(DATASET EXCERPTS begins)

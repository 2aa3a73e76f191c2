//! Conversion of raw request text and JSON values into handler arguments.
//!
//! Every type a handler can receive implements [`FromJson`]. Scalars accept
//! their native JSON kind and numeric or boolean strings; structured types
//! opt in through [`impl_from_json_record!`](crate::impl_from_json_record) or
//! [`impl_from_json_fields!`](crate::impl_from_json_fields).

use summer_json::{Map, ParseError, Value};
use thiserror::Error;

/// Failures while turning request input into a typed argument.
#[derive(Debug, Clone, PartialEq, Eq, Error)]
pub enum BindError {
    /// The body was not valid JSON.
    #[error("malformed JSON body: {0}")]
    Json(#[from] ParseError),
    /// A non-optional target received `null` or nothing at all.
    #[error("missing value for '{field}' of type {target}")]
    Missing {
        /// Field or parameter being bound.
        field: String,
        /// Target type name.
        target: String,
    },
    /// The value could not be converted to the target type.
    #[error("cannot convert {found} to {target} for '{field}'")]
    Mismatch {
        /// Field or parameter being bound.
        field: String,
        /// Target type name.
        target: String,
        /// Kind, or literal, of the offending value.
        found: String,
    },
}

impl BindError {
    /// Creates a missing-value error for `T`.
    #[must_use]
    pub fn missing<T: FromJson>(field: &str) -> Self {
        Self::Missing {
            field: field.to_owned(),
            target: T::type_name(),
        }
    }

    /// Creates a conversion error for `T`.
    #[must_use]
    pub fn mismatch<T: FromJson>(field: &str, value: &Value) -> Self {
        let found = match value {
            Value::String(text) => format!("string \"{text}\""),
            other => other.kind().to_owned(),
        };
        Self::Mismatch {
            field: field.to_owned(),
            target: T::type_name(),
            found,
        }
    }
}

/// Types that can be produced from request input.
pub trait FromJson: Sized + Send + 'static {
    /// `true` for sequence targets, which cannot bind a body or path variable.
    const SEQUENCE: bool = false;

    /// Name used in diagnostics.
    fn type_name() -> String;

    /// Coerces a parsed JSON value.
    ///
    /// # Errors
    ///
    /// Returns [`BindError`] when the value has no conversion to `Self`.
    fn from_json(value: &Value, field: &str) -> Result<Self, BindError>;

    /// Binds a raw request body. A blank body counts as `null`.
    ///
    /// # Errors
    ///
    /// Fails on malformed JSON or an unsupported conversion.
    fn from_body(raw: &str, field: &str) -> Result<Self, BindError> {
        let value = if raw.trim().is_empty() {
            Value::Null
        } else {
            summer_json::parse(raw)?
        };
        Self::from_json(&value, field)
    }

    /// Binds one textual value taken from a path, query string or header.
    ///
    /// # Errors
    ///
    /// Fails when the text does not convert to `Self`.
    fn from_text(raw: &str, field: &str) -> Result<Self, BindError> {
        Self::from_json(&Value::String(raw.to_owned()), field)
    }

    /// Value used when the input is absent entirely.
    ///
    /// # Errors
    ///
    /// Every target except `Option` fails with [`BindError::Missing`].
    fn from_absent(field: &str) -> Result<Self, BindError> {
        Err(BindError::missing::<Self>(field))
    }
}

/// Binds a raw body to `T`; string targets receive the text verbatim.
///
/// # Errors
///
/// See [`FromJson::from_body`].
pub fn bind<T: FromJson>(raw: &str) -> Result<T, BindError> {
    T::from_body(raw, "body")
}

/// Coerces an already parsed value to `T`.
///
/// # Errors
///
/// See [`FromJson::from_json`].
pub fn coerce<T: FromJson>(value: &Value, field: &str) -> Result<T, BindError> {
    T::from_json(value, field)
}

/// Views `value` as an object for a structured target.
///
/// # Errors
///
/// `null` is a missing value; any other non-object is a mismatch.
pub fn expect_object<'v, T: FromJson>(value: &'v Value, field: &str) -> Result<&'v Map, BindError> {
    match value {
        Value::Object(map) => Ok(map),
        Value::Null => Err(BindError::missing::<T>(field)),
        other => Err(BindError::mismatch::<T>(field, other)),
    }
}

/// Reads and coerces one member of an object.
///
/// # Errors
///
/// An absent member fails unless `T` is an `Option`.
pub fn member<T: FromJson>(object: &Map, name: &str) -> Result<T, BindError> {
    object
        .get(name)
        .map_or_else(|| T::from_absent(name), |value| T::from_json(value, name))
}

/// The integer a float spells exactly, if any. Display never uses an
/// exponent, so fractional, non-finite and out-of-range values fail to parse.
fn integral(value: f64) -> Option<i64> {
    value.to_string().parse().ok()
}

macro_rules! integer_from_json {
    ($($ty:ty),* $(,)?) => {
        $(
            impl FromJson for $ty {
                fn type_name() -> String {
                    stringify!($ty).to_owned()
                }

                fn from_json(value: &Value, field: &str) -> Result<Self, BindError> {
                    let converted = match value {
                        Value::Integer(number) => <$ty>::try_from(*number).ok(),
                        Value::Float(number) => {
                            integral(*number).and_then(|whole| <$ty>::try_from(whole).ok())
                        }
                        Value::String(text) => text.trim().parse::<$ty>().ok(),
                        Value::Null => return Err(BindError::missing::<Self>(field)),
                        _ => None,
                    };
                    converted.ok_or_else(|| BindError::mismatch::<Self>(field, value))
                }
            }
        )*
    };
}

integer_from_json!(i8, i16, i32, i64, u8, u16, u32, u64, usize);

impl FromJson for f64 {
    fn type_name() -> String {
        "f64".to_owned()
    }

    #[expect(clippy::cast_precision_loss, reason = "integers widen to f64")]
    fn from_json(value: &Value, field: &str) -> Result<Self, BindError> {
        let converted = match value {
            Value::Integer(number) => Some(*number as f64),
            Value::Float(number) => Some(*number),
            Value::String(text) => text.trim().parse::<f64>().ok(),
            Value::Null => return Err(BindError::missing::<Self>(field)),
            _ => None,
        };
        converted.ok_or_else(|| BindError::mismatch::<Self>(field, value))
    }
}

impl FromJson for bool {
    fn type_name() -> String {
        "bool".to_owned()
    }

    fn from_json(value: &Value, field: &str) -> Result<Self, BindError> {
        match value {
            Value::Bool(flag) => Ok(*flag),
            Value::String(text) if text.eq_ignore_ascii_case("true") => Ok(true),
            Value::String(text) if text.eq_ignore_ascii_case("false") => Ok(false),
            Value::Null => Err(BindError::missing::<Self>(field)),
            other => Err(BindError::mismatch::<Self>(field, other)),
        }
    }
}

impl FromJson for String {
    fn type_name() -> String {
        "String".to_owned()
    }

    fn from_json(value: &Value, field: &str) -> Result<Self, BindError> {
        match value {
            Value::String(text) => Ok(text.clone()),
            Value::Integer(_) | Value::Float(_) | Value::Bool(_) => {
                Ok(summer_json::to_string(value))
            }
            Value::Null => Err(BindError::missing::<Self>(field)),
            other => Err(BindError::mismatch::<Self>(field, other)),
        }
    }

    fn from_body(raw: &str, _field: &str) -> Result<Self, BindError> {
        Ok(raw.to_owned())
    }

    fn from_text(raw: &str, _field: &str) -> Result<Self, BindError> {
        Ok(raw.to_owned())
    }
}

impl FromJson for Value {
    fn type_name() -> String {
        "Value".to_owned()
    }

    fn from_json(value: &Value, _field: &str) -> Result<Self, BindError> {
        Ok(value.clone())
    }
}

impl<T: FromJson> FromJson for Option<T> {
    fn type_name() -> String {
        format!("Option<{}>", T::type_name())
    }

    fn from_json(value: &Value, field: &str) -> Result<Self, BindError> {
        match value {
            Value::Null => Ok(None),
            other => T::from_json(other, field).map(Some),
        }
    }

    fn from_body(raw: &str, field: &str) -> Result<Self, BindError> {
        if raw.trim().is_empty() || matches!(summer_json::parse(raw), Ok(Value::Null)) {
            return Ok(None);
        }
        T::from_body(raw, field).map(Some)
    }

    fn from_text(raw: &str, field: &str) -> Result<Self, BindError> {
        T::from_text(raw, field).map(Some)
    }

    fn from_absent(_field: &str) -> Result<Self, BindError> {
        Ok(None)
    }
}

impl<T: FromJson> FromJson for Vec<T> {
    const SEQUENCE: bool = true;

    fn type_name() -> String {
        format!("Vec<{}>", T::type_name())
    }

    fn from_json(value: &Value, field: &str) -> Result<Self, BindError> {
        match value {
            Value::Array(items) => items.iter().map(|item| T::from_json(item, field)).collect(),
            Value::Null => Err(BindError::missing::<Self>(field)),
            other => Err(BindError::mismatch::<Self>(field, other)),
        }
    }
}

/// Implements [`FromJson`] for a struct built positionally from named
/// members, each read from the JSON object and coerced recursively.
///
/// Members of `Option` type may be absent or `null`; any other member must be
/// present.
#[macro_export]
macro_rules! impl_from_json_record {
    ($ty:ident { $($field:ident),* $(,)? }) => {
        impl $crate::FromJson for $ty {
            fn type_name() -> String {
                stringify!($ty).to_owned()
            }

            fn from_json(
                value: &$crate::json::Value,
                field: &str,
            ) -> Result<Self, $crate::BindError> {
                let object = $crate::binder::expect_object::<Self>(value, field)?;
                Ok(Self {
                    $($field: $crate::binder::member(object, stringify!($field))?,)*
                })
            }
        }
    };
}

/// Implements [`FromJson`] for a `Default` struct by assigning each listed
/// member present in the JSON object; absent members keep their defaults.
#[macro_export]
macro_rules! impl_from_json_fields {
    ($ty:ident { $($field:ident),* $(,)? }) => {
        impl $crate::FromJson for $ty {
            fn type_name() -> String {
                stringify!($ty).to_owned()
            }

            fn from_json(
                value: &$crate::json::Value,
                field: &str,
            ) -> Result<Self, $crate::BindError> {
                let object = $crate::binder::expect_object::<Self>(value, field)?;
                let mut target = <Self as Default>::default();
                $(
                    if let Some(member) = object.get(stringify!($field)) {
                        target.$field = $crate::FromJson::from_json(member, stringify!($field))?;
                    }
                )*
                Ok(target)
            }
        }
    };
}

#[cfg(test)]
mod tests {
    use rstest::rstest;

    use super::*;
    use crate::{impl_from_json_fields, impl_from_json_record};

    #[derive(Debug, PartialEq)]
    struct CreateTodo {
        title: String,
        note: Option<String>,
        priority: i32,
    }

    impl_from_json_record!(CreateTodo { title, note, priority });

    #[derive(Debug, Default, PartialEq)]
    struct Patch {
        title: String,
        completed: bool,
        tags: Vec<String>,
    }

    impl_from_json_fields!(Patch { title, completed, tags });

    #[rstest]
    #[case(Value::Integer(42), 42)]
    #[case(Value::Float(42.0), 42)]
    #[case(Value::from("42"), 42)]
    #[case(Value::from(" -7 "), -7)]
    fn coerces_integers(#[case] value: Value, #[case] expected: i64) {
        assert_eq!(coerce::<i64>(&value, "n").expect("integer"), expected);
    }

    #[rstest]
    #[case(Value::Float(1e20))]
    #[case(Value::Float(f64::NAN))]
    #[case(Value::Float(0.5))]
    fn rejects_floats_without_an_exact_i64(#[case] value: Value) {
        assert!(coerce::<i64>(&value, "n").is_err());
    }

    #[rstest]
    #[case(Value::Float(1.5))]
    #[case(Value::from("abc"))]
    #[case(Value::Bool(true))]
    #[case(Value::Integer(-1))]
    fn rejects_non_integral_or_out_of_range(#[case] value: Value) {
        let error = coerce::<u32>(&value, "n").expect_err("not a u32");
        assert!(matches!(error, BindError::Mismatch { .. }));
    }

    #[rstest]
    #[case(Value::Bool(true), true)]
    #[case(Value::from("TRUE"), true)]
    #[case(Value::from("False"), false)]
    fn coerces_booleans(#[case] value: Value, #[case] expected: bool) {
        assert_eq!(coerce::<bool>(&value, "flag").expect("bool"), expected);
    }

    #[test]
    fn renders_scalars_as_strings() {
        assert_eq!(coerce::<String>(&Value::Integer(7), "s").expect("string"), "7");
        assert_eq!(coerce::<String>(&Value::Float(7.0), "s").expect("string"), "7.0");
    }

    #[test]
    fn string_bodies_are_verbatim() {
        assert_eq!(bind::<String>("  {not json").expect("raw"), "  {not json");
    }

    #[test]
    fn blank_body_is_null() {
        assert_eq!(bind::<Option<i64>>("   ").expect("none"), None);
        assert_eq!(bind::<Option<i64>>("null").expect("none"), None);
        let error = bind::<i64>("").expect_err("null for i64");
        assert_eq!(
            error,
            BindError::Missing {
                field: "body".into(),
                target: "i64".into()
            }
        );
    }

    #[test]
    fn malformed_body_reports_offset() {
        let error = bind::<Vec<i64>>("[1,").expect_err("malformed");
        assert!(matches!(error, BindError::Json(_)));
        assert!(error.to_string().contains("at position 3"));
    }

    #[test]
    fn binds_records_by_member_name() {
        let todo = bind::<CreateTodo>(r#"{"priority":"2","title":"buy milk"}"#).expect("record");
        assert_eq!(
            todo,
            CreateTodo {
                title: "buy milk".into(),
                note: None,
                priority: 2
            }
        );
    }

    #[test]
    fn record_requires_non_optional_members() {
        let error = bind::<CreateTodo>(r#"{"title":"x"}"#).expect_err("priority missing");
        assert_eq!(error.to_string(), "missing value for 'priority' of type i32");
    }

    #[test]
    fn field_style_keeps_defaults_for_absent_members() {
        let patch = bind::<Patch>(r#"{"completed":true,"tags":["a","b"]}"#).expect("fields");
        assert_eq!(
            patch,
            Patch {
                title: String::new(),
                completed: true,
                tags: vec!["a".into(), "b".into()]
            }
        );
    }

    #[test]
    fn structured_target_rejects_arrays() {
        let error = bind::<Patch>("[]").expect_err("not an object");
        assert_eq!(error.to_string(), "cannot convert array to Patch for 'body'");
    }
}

(DATASET EXCERPTS ends)

**YOUR ASSIGNMENT**
From the first line of the listing above through the line that contains "strings; structured types", retype every line exactly, and write nothing else.

**RESULT OF THIS EXERCISE**
repository 2aa3a73e76f191c2
//! Conversion of raw request text and JSON values into handler arguments.
//!
//! Every type a handler can receive implements [`FromJson`]. Scalars accept
//! their native JSON kind and numeric or boolean strings; structured types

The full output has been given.